→ **ACTIVITY**: Sort through the material below and copy each line with "ParseError".

→ **MATERIAL PROVIDED**:
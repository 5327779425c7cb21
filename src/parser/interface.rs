//! Parsers for `display interface` output.

use std::sync::OnceLock;

use regex::Regex;

use super::{check_device_output, InterfaceRecord, ParseError};
use crate::db::{InterfaceCounters, InterfaceStatus};

const INTERFACE_COMMAND: &str = "display interface";

fn header_regex() -> &'static Regex {
    static RE: OnceLock<Regex> = OnceLock::new();
    RE.get_or_init(|| Regex::new(r"^(?P<name>[A-Za-z][\w./:-]*)\s+current state\s*:\s*(?P<state>.+?)\s*$").unwrap())
}

/// Parse the interface list. Each block starts with
/// `<name> current state : <UP|DOWN|Administratively DOWN>`; counters found
/// inside a block are attached to its record.
pub fn parse_interfaces(output: &str) -> Result<Vec<InterfaceRecord>, ParseError> {
    check_device_output(INTERFACE_COMMAND, output)?;

    static DESCRIPTION: OnceLock<Regex> = OnceLock::new();
    let description = DESCRIPTION.get_or_init(|| Regex::new(r"^\s*Description\s*:\s*(.*?)\s*$").unwrap());

    // (header, block text) pairs
    let mut blocks: Vec<(regex::Captures, String)> = Vec::new();
    for line in output.lines() {
        if let Some(caps) = header_regex().captures(line) {
            blocks.push((caps, String::new()));
        } else if let Some((_, body)) = blocks.last_mut() {
            body.push_str(line);
            body.push('\n');
        }
    }

    if blocks.is_empty() {
        return Err(ParseError::new(INTERFACE_COMMAND, "no interface blocks found", output));
    }

    let mut interfaces = Vec::with_capacity(blocks.len());
    for (caps, body) in &blocks {
        let name = &caps["name"];
        let status = parse_interface_status(&caps["state"]).ok_or_else(|| {
            ParseError::new(
                INTERFACE_COMMAND,
                format!("unknown state '{}' for {}", &caps["state"], name),
                output,
            )
        })?;

        let desc = body
            .lines()
            .find_map(|l| description.captures(l))
            .map(|c| c[1].to_string())
            .filter(|d| !d.is_empty());

        interfaces.push(InterfaceRecord {
            name: name.to_string(),
            description: desc,
            status,
            stats: parse_interface_counters(body),
        });
    }

    Ok(interfaces)
}

/// Parse `display interface <name>` into counters.
pub fn parse_interface_statistics(output: &str) -> Result<InterfaceCounters, ParseError> {
    check_device_output(INTERFACE_COMMAND, output)?;
    parse_interface_counters(output)
        .ok_or_else(|| ParseError::new(INTERFACE_COMMAND, "no interface counters found", output))
}

fn parse_interface_status(state: &str) -> Option<InterfaceStatus> {
    let state = state.trim().to_ascii_lowercase();
    if state.starts_with("administratively") {
        Some(InterfaceStatus::AdminDown)
    } else if state.starts_with("up") {
        Some(InterfaceStatus::Up)
    } else if state.starts_with("down") {
        Some(InterfaceStatus::Down)
    } else {
        None
    }
}

/// Pull rate, error, discard and bandwidth counters out of a block of text.
/// Returns `None` when nothing recognisable is present.
fn parse_interface_counters(text: &str) -> Option<InterfaceCounters> {
    static PATTERNS: OnceLock<CounterPatterns> = OnceLock::new();
    let p = PATTERNS.get_or_init(CounterPatterns::new);

    let first = |re: &Regex| -> Option<u64> {
        re.captures(text)
            .and_then(|caps| caps.get(1))
            .and_then(|m| m.as_str().parse().ok())
    };

    let in_bps = first(&p.in_bps);
    let out_bps = first(&p.out_bps);
    let in_pps = first(&p.in_pps);
    let out_pps = first(&p.out_pps);
    let errors_in = first(&p.errors_in);
    let errors_out = first(&p.errors_out);
    let discards_in = first(&p.discards_in);
    let discards_out = first(&p.discards_out);
    let capacity_bps = p.bandwidth.captures(text).and_then(|caps| {
        let value: u64 = caps[1].parse().ok()?;
        let scale = match caps.get(2).map(|m| m.as_str().to_ascii_uppercase()) {
            Some(unit) if unit == "K" => 1_000,
            Some(unit) if unit == "M" => 1_000_000,
            Some(unit) if unit == "G" => 1_000_000_000,
            _ => 1,
        };
        // Out-of-range bandwidth is as unreadable as a missing one.
        value.checked_mul(scale)
    });

    let found = [
        in_bps, out_bps, in_pps, out_pps, errors_in, errors_out, discards_in, discards_out, capacity_bps,
    ];
    if found.iter().all(Option::is_none) {
        return None;
    }

    Some(InterfaceCounters {
        capacity_bps: capacity_bps.unwrap_or(0),
        in_bps: in_bps.unwrap_or(0),
        out_bps: out_bps.unwrap_or(0),
        in_pps: in_pps.unwrap_or(0),
        out_pps: out_pps.unwrap_or(0),
        errors_in: errors_in.unwrap_or(0),
        errors_out: errors_out.unwrap_or(0),
        discards_in: discards_in.unwrap_or(0),
        discards_out: discards_out.unwrap_or(0),
    })
}

struct CounterPatterns {
    in_bps: Regex,
    out_bps: Regex,
    in_pps: Regex,
    out_pps: Regex,
    errors_in: Regex,
    errors_out: Regex,
    discards_in: Regex,
    discards_out: Regex,
    bandwidth: Regex,
}

impl CounterPatterns {
    fn new() -> Self {
        let re = |pattern: &str| Regex::new(pattern).unwrap();
        Self {
            in_bps: re(r"(?i)input[^\n]*?rate[^\n]*?:\s*(\d+)\s*(?:bps|bits/sec)"),
            out_bps: re(r"(?i)output[^\n]*?rate[^\n]*?:\s*(\d+)\s*(?:bps|bits/sec)"),
            in_pps: re(r"(?i)input[^\n]*?\b(\d+)\s*(?:pps|packets/sec)"),
            out_pps: re(r"(?i)output[^\n]*?\b(\d+)\s*(?:pps|packets/sec)"),
            errors_in: re(r"(?i)input errors?\s*:\s*(\d+)"),
            errors_out: re(r"(?i)output errors?\s*:\s*(\d+)"),
            discards_in: re(r"(?i)input discards?\s*:\s*(\d+)"),
            discards_out: re(r"(?i)output discards?\s*:\s*(\d+)"),
            bandwidth: re(r"(?i)\bBW\s*:\s*(\d+)\s*([KMG])?"),
        }
    }
}

#[cfg(test)]
mod tests {
    use super::*;

    const INTERFACE_OUTPUT: &str = r#"GigabitEthernet0/0/1 current state : UP
Line protocol current state : UP
Description: uplink to core-1
Route Port,The Maximum Transmit Unit is 1500
Port BW: 1G, Transceiver max BW: 1G
    Last 300 seconds input rate: 1250000 bits/sec, 980 packets/sec
    Last 300 seconds output rate: 2500000 bits/sec, 1500 packets/sec
    Input errors: 3
    Output errors: 1
    Input discards: 10
    Output discards: 0
GigabitEthernet0/0/2 current state : DOWN
Line protocol current state : DOWN
Description:
GigabitEthernet0/0/3 current state : Administratively DOWN
Line protocol current state : DOWN
Description: spare
"#;

    #[test]
    fn test_parse_interfaces() {
        let interfaces = parse_interfaces(INTERFACE_OUTPUT).unwrap();
        assert_eq!(interfaces.len(), 3);

        let ge1 = &interfaces[0];
        assert_eq!(ge1.name, "GigabitEthernet0/0/1");
        assert_eq!(ge1.status, InterfaceStatus::Up);
        assert_eq!(ge1.description.as_deref(), Some("uplink to core-1"));

        let stats = ge1.stats.as_ref().unwrap();
        assert_eq!(stats.capacity_bps, 1_000_000_000);
        assert_eq!(stats.in_bps, 1_250_000);
        assert_eq!(stats.out_bps, 2_500_000);
        assert_eq!(stats.in_pps, 980);
        assert_eq!(stats.out_pps, 1500);
        assert_eq!(stats.errors_in, 3);
        assert_eq!(stats.errors_out, 1);
        assert_eq!(stats.discards_in, 10);

        assert_eq!(interfaces[1].status, InterfaceStatus::Down);
        assert_eq!(interfaces[1].description, None);
        assert_eq!(interfaces[1].stats, None);
        assert_eq!(interfaces[2].status, InterfaceStatus::AdminDown);
        assert_eq!(interfaces[2].description.as_deref(), Some("spare"));
    }

    #[test]
    fn test_unknown_state_rejects_whole_output() {
        let output = "Eth-Trunk1 current state : UP\nEth-Trunk2 current state : TESTING\n";
        let err = parse_interfaces(output).unwrap_err();
        assert!(err.reason.contains("TESTING"));
    }

    #[test]
    fn test_no_blocks_rejected() {
        assert!(parse_interfaces("Info: no interfaces configured").is_err());
    }

    #[test]
    fn test_parse_interface_statistics() {
        let output = "Ethernet0 current state : UP\nBW: 100Mbps\nInput errors: 7\nOutput errors: 2\n";
        let stats = parse_interface_statistics(output).unwrap();
        assert_eq!(stats.capacity_bps, 100_000_000);
        assert_eq!(stats.errors_in, 7);
        assert_eq!(stats.errors_out, 2);
        assert_eq!(stats.in_bps, 0);

        assert!(parse_interface_statistics("Ethernet0 current state : UP\n").is_err());
    }

    #[test]
    fn test_out_of_range_bandwidth_is_dropped() {
        let output = "Ethernet0 current state : UP\nBW: 99999999999G\nInput errors: 4\n";
        let stats = parse_interface_statistics(output).unwrap();
        assert_eq!(stats.capacity_bps, 0);
        assert_eq!(stats.errors_in, 4);

        // Too many digits for a counter at all.
        let output = "Ethernet0 current state : UP\nBW: 1G\nInput errors: 99999999999999999999999\n";
        let stats = parse_interface_statistics(output).unwrap();
        assert_eq!(stats.capacity_bps, 1_000_000_000);
        assert_eq!(stats.errors_in, 0);

        let output = "Ethernet0 current state : UP\nBW: 99999999999G\n";
        assert!(parse_interface_statistics(output).is_err());
    }
}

→ **PROBLEM SOLUTION**:
use super::{check_device_output, InterfaceRecord, ParseError};
pub fn parse_interfaces(output: &str) -> Result<Vec<InterfaceRecord>, ParseError> {
        return Err(ParseError::new(INTERFACE_COMMAND, "no interface blocks found", output));
            ParseError::new(
pub fn parse_interface_statistics(output: &str) -> Result<InterfaceCounters, ParseError> {
        .ok_or_else(|| ParseError::new(INTERFACE_COMMAND, "no interface counters found", output))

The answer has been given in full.